Deux autres conséquences à long terme des abus de l’enfance doivent être décrites. Il s’agit d’une part de la tendance qu’ont les victimes à être revictimisées à l’âge adulte et d’autre part, au fait que les anciennes victimes sont susceptibles d’adopter à leur tour des comportements violents.Messman-Moore et al. (2002) ont montré que des antécédents d’abus sexuels de l’enfance ainsi que et la consommation de substance prédisaient tous deux une revictimisation à l’âge adulte. Ménard (2002) a effectué une revue de plusieurs études portant sur les conséquences de la victimisation et ses résultats vont dans le même sens. Il s’avère que les sujets autrefois victimes ont tendance à redevenir victimes. La victimisation violente au cours de l’adolescence constitue en effet un facteur de risque pour une revictimisation par des tiers, des victimisations domestiques, la perpétration de violences, de victimisationsd’actes criminels et l’usage de drogue.

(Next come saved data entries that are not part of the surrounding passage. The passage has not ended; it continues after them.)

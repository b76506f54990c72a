//! Chooses the pipe that runs for a matched request.

use super::pipe::CompiledPipe;
use crate::contract::{RouteMatch, SWAGGER_ROUTER_CONTROLLER, SWAGGER_SELECTED_PIPE};
use crate::errors::RoutingError;
use std::collections::BTreeMap;
use std::sync::Arc;
use tracing::{debug, info};

/// Compiled pipes plus the names used when no directive picks one.
#[derive(Debug, Clone, Default)]
pub struct PipeRegistry {
    pipes: BTreeMap<String, Arc<CompiledPipe>>,
    controller_pipe: Option<String>,
    default_pipe: Option<String>,
}

impl PipeRegistry {
    /// Wraps compiled pipes.
    #[must_use]
    pub fn new(pipes: BTreeMap<String, Arc<CompiledPipe>>) -> Self {
        Self {
            pipes,
            controller_pipe: None,
            default_pipe: None,
        }
    }

    /// Sets the pipe used for controller-bound operations.
    #[must_use]
    pub fn with_controller_pipe(mut self, name: Option<String>) -> Self {
        self.controller_pipe = name.filter(|n| !n.is_empty());
        self
    }

    /// Sets the fallback pipe.
    #[must_use]
    pub fn with_default_pipe(mut self, name: Option<String>) -> Self {
        self.default_pipe = name.filter(|n| !n.is_empty());
        self
    }

    /// Looks up a compiled pipe.
    #[must_use]
    pub fn get(&self, name: &str) -> Option<&Arc<CompiledPipe>> {
        self.pipes.get(name)
    }

    /// Names of all compiled pipes.
    #[must_use]
    pub fn names(&self) -> Vec<&str> {
        self.pipes.keys().map(String::as_str).collect()
    }

    /// Resolves the pipe name for a route.
    ///
    /// Precedence: operation `x-swagger-pipe`, path `x-swagger-pipe`, the
    /// controller pipe when a controller is bound, then the default pipe.
    #[must_use]
    pub fn select_name<'a>(&'a self, route: &'a RouteMatch) -> Option<&'a str> {
        if let Some(explicit) = route.directive(SWAGGER_SELECTED_PIPE) {
            return Some(explicit);
        }
        if route.directive(SWAGGER_ROUTER_CONTROLLER).is_some() {
            if let Some(controller_pipe) = self.controller_pipe.as_deref() {
                return Some(controller_pipe);
            }
        }
        self.default_pipe.as_deref()
    }

    /// Resolves the pipe for a route.
    ///
    /// `Ok(None)` means nothing is configured for it; a name that resolves
    /// to no compiled pipe is a configuration error.
    pub fn select(&self, route: &RouteMatch) -> Result<Option<Arc<CompiledPipe>>, RoutingError> {
        let Some(name) = self.select_name(route) else {
            debug!("no pipe selected");
            return Ok(None);
        };

        match self.pipes.get(name) {
            Some(pipe) => {
                info!(pipe = name, "selected pipe");
                Ok(Some(pipe.clone()))
            }
            None => Err(RoutingError::UnknownPipe {
                name: name.to_string(),
            }),
        }
    }
}

#[cfg(test)]
mod tests {
    use super::*;
    use crate::contract::ApiContract;
    use crate::events::NoOpEventSink;
    use http::Method;
    use pretty_assertions::assert_eq;

    const CONTRACT: &str = r#"
swagger: "2.0"
paths:
  /both:
    x-swagger-pipe: path_pipe
    get:
      x-swagger-pipe: op_pipe
      responses: {}
    put:
      responses: {}
  /controller:
    x-swagger-router-controller: hello_world
    get:
      responses: {}
  /plain:
    get:
      responses: {}
  /typo:
    get:
      x-swagger-pipe: missing_pipe
      responses: {}
"#;

    fn registry(default_pipe: Option<&str>) -> PipeRegistry {
        let pipes = ["op_pipe", "path_pipe", "controllers", "fallback"]
            .into_iter()
            .map(|name| {
                (
                    name.to_string(),
                    Arc::new(CompiledPipe::new(name, Vec::new(), Arc::new(NoOpEventSink))),
                )
            })
            .collect();
        PipeRegistry::new(pipes)
            .with_controller_pipe(Some("controllers".into()))
            .with_default_pipe(default_pipe.map(String::from))
    }

    fn route(method: Method, path: &str) -> RouteMatch {
        ApiContract::from_yaml_str(CONTRACT)
            .unwrap()
            .match_request(&method, path)
    }

    #[test]
    fn test_selection_precedence() {
        let pipes = registry(Some("fallback"));

        assert_eq!(pipes.select_name(&route(Method::GET, "/both")), Some("op_pipe"));
        assert_eq!(pipes.select_name(&route(Method::PUT, "/both")), Some("path_pipe"));
        assert_eq!(
            pipes.select_name(&route(Method::GET, "/controller")),
            Some("controllers")
        );
        assert_eq!(pipes.select_name(&route(Method::GET, "/plain")), Some("fallback"));
    }

    #[test]
    fn test_no_default_yields_none() {
        let pipes = registry(None);
        assert!(pipes.select(&route(Method::GET, "/plain")).unwrap().is_none());
    }

    #[test]
    fn test_unknown_pipe_is_an_error() {
        let err = registry(None)
            .select(&route(Method::GET, "/typo"))
            .unwrap_err();
        assert_eq!(
            err,
            RoutingError::UnknownPipe {
                name: "missing_pipe".into()
            }
        );
    }

    #[test]
    fn test_selects_compiled_pipe() {
        let selected = registry(None)
            .select(&route(Method::GET, "/both"))
            .unwrap()
            .unwrap();
        assert_eq!(selected.name(), "op_pipe");
    }
}
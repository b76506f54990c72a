use super::*;
use crate::config::RunnerConfig;
use crate::contract::ApiContract;
use crate::controllers::{Controller, ControllerRegistry};
use crate::events::CollectingEventSink;
use crate::fittings::FittingResult;
use futures::future::BoxFuture;
use crate::testing::TestRequest;
use pretty_assertions::assert_eq;
use serde_json::json;

const CONTRACT: &str = r#"
swagger: "2.0"
info: { title: Adapter, version: "1" }
paths:
  /hello:
    x-swagger-router-controller: hello_world
    get:
      operationId: hello
      parameters:
        - { name: name, in: query, type: string }
      responses: {}
    put:
      operationId: hello_native
      responses: {}
  /greet:
    x-swagger-router-controller: hello_world
    get:
      operationId: hello
      parameters:
        - { name: name, in: query, type: string, required: true }
      responses: {}
  /broken:
    x-swagger-router-controller: hello_world
    get:
      operationId: broken
      responses: {}
  /yaml:
    x-swagger-router-controller: hello_world
    get:
      operationId: yaml
      responses: {}
  /plain:
    get:
      responses: {}
    post:
      responses: {}
  /piped:
    x-swagger-pipe: missing_pipe
    get:
      responses: {}
  /checked:
    x-swagger-router-controller: hello_world
    get:
      operationId: hello
      responses:
        "200":
          description: ok
          schema:
            type: object
            required: [message]
    put:
      operationId: hello_native
      responses:
        "200":
          description: ok
          schema:
            type: object
            required: [message]
"#;

fn hello(ctx: &mut Context) -> BoxFuture<'_, FittingResult> {
    Box::pin(async move {
        let name = ctx
            .request
            .swagger
            .as_ref()
            .and_then(|s| s.params.get("name"))
            .and_then(Value::as_str)
            .unwrap_or("stranger")
            .to_string();
        Ok(Some(json!({"message": format!("Hello, {name}!")})))
    })
}

fn hello_native<'a>(
    _request: &'a mut NativeRequest,
    response: &'a mut NativeResponse,
) -> BoxFuture<'a, FittingResult> {
    Box::pin(async move {
        response.json(&json!({"native": true}))?;
        Ok(None)
    })
}

fn broken(_ctx: &mut Context) -> BoxFuture<'_, FittingResult> {
    Box::pin(async move { Err(FittingError::from(anyhow::anyhow!("database unavailable"))) })
}

fn yaml(ctx: &mut Context) -> BoxFuture<'_, FittingResult> {
    Box::pin(async move {
        ctx.try_set_header("content-type", "application/x-yaml")?;
        Ok(Some(json!({"greeting": "hi"})))
    })
}

fn controllers() -> ControllerRegistry {
    let controller = Controller::new("hello_world")
        .with_pipe_handler("hello", hello)
        .with_native_handler("hello_native", hello_native)
        .with_pipe_handler("broken", broken)
        .with_pipe_handler("yaml", yaml);
    ControllerRegistry::new().with_controller("api/controllers", controller)
}

fn adapter() -> ConnectAdapter {
    let runner = Runner::builder(ApiContract::from_yaml_str(CONTRACT).unwrap())
        .with_config(RunnerConfig {
            map_errors_to_json: true,
            ..RunnerConfig::default()
        })
        .with_controllers(controllers())
        .build()
        .unwrap();
    Arc::new(runner).connect_adapter()
}

fn checking_adapter(events: Arc<CollectingEventSink>) -> ConnectAdapter {
    let runner = Runner::builder(ApiContract::from_yaml_str(CONTRACT).unwrap())
        .with_config(RunnerConfig {
            validate_response: true,
            ..RunnerConfig::default()
        })
        .with_controllers(controllers())
        .with_event_sink(events)
        .build()
        .unwrap();
    Arc::new(runner).connect_adapter()
}

fn respond(outcome: AdapterOutcome) -> Response<Bytes> {
    match outcome {
        AdapterOutcome::Respond(response) => response,
        other => panic!("expected a response, got {other:?}"),
    }
}

fn failed(outcome: AdapterOutcome) -> (FittingError, Response<Bytes>) {
    match outcome {
        AdapterOutcome::Failed { error, response } => (error, response),
        other => panic!("expected a failure, got {other:?}"),
    }
}

fn body_json(response: &Response<Bytes>) -> Value {
    serde_json::from_slice(response.body()).unwrap()
}

#[tokio::test]
async fn test_pipe_handler_response() {
    let response = respond(
        adapter()
            .handle(TestRequest::get("/hello?name=Scott").build())
            .await,
    );

    assert_eq!(response.status(), StatusCode::OK);
    assert_eq!(response.headers()[CONTENT_TYPE], "application/json");
    assert_eq!(body_json(&response), json!({"message": "Hello, Scott!"}));
}

#[tokio::test]
async fn test_native_handler_response() {
    let response = respond(adapter().handle(TestRequest::put("/hello").build()).await);
    assert_eq!(body_json(&response), json!({"native": true}));
}

#[tokio::test]
async fn test_undeclared_method_is_405_with_allow() {
    let (error, response) = failed(adapter().handle(TestRequest::delete("/hello").build()).await);

    assert_eq!(response.status(), StatusCode::METHOD_NOT_ALLOWED);
    assert_eq!(response.headers()[ALLOW], "GET, PUT");
    assert_eq!(error.allowed_methods, vec!["GET", "PUT"]);
    assert_eq!(
        error.message,
        "Path [/hello] defined in Swagger, but DELETE operation is not."
    );
}

#[tokio::test]
async fn test_unknown_path_passes_through() {
    let outcome = adapter().handle(TestRequest::get("/elsewhere?x=1").build()).await;

    let AdapterOutcome::PassThrough(request) = outcome else {
        panic!("expected pass-through");
    };
    assert_eq!(request.uri(), "/elsewhere?x=1");
    assert!(adapter()
        .handle(TestRequest::get("/elsewhere").build())
        .await
        .into_response()
        .is_none());
}

#[tokio::test]
async fn test_no_pipe_is_405_with_allow() {
    let (error, response) = failed(adapter().handle(TestRequest::get("/plain").build()).await);

    assert_eq!(error.message, NO_IMPLEMENTATION);
    assert_eq!(response.status(), StatusCode::METHOD_NOT_ALLOWED);
    assert_eq!(response.headers()[ALLOW], "GET, POST");
}

#[tokio::test]
async fn test_options_skips_method_check() {
    let (error, _) = failed(adapter().handle(TestRequest::options("/plain").build()).await);
    assert_eq!(error.message, NO_IMPLEMENTATION);
}

#[tokio::test]
async fn test_unknown_selected_pipe_is_a_server_error() {
    let (error, response) = failed(adapter().handle(TestRequest::get("/piped").build()).await);

    assert_eq!(response.status(), StatusCode::INTERNAL_SERVER_ERROR);
    assert!(error.message.contains("missing_pipe"));
}

#[tokio::test]
async fn test_validation_error_rendered_as_json() {
    let response = respond(adapter().handle(TestRequest::get("/greet").build()).await);

    assert_eq!(response.status(), StatusCode::BAD_REQUEST);
    assert_eq!(response.headers()[CONTENT_TYPE], "application/json");
    let body = body_json(&response);
    assert_eq!(body["message"], json!("Validation errors"));
    assert_eq!(body["errors"][0]["code"], json!("REQUIRED"));
    assert!(body.get("statusCode").is_none());
}

#[tokio::test]
async fn test_unhandled_500_is_forwarded() {
    let (error, response) = failed(adapter().handle(TestRequest::get("/broken").build()).await);

    assert_eq!(error.message, "database unavailable");
    assert_eq!(response.status(), StatusCode::INTERNAL_SERVER_ERROR);
    assert!(response.body().is_empty());
}

#[tokio::test]
async fn test_yaml_output() {
    let response = respond(adapter().handle(TestRequest::get("/yaml").build()).await);

    assert_eq!(response.headers()[CONTENT_TYPE], "application/x-yaml");
    let body: Value = serde_yaml::from_slice(response.body()).unwrap();
    assert_eq!(body, json!({"greeting": "hi"}));
}

#[test]
fn test_translate() {
    let object = json!({"a": 1});

    assert_eq!(translate(&json!("raw text"), Some("application/json")).unwrap(), "raw text");
    assert_eq!(translate(&object, Some("application/json; charset=utf-8")).unwrap(), r#"{"a":1}"#);
    assert_eq!(translate(&object, Some("text/plain")).unwrap(), "{\n  \"a\": 1\n}");
    assert_eq!(translate(&object, Some("application/yaml")).unwrap(), "a: 1\n");
}

#[tokio::test]
async fn test_matching_response_emits_nothing() {
    let events = Arc::new(CollectingEventSink::new());
    let response = respond(
        checking_adapter(events.clone())
            .handle(TestRequest::get("/checked").build())
            .await,
    );

    assert_eq!(response.status(), StatusCode::OK);
    assert!(events
        .events_of_kind(PipeEventKind::ResponseValidationError)
        .is_empty());
}

#[tokio::test]
async fn test_mismatched_response_is_reported_and_still_sent() {
    let events = Arc::new(CollectingEventSink::new());
    let adapter = checking_adapter(events.clone());

    let response = respond(adapter.handle(TestRequest::get("/hello").build()).await);
    assert_eq!(response.status(), StatusCode::OK);

    let response = respond(adapter.handle(TestRequest::put("/checked").build()).await);
    assert_eq!(body_json(&response), json!({"native": true}));

    let reported = events.events_of_kind(PipeEventKind::ResponseValidationError);
    assert_eq!(reported.len(), 2);

    let undeclared = reported[0].data.as_ref().unwrap();
    assert_eq!(undeclared["path"], "/hello");
    assert_eq!(undeclared["statusCode"], 200);
    assert_eq!(undeclared["errors"][0]["code"], "INVALID_RESPONSE_CODE");

    let native = reported[1].data.as_ref().unwrap();
    assert_eq!(native["method"], "PUT");
    assert_eq!(native["errors"][0]["code"], "OBJECT_MISSING_REQUIRED_PROPERTY");
}

#[tokio::test]
async fn test_response_check_is_off_by_default() {
    let events = Arc::new(CollectingEventSink::new());
    let runner = Runner::builder(ApiContract::from_yaml_str(CONTRACT).unwrap())
        .with_controllers(controllers())
        .with_event_sink(events.clone())
        .build()
        .unwrap();

    respond(
        Arc::new(runner)
            .connect_adapter()
            .handle(TestRequest::get("/hello").build())
            .await,
    );
    assert!(events
        .events_of_kind(PipeEventKind::ResponseValidationError)
        .is_empty());
}

#[test]
fn test_written_body_follows_content_type() {
    assert_eq!(written_body(b"", Some("application/json")), None);
    assert_eq!(written_body(br#"{"a":1}"#, Some("application/json")), Some(json!({"a": 1})));
    assert_eq!(written_body(b"a: 1\n", Some("application/x-yaml")), Some(json!({"a": 1})));
    assert_eq!(written_body(b"plain", None), Some(json!("plain")));
}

Ces données ont été interprétées sur le plan psychopathologique. Les difficultés relationnelles conséquences des abus sexuels de l’enfance conduisent les victimes, par des mécanismes de répétition, à une tendance à être revictimisées par d’autres. De plus, par des mécanismes d’identification à l’abuseur, quand les anciennes victimes deviennent adultes, elles traitent parfois les autres comme elles ont été traitées, en particulier leurs propres enfants. Ces mécanismes identificatoires perpétuent un cycle de violence sur plusieurs générations.

Chez un survivant de l’inceste, la tendance à être à nouveau victime est un fait reconnu selon certaines études internationales.  Cette revictimisation peut également se produire sur ses enfants qu’il ne sait pas toujours protéger du prédateur qui bien souvent est très proche de lui. Malgré l’hyper vigilance de certaines victimes vis-à-vis du monde extérieur, elles se retrouvent inconsciemment intimes avec une personne ayant le profil de leur agresseur. Manipulateur, pervers narcissique, violent, sadique, dépendant aux drogues ou à l’alcool, la victime reproduit avec son conjoint, “le couple” infernal de l’inceste. La victime ayant toujours été traitée en objet, ne sait pas ou ne voit pas ce qui lui arrive. Elle souffre, comme toujours. Il lui faudra prendre conscience du phénomène, et se faire aider par un professionnel, une association ou autre, pour reprendre son avenir en main et ne pas répéter le même scénario à l’infini. Si ses enfants sont touchés, l’électrochoc pour sortir de cette spirale infernale pourra se produire plus vite.

Par exemple, selon Russell :

  • 19 % des femmes victimes d’inceste ont dit avoir été agressées sexuellement par leur mari, comparativement à 7 % des femmes non abusées pendant l’enfance;
  • 27 % ont rapporté avoir été battues par leur mari, comparativement à 12 % chez les autres répondantes.

Une étude effectuée au Québec a démontré que “pratiquement une femme violentée sur trois a connu une situation d’inceste dans son enfance ou son adolescence.” Or, Ginette Larouche estime que le fait de se retrouver dans une situation de victime “augmente les douleurs affectives et renforce la détresse psychologique.” La violence conjugale vécue par une femme qui a un passé d’inceste, nous dit-elle, s’inscrit dans une démarche qui devient un mode de vie chaotique de souffrance et de survie où la détresse psychologique s’enracine, où la faible estime de soi s’amplifie, où la capacité d’évaluation du danger diminue et même disparaît, et où l’aliénation s’installe.

Source : Diana E.H. Russell, The Secret Trauma: Incest in the Lives of Girls and Women, New York : Basic Books, Inc., 1986.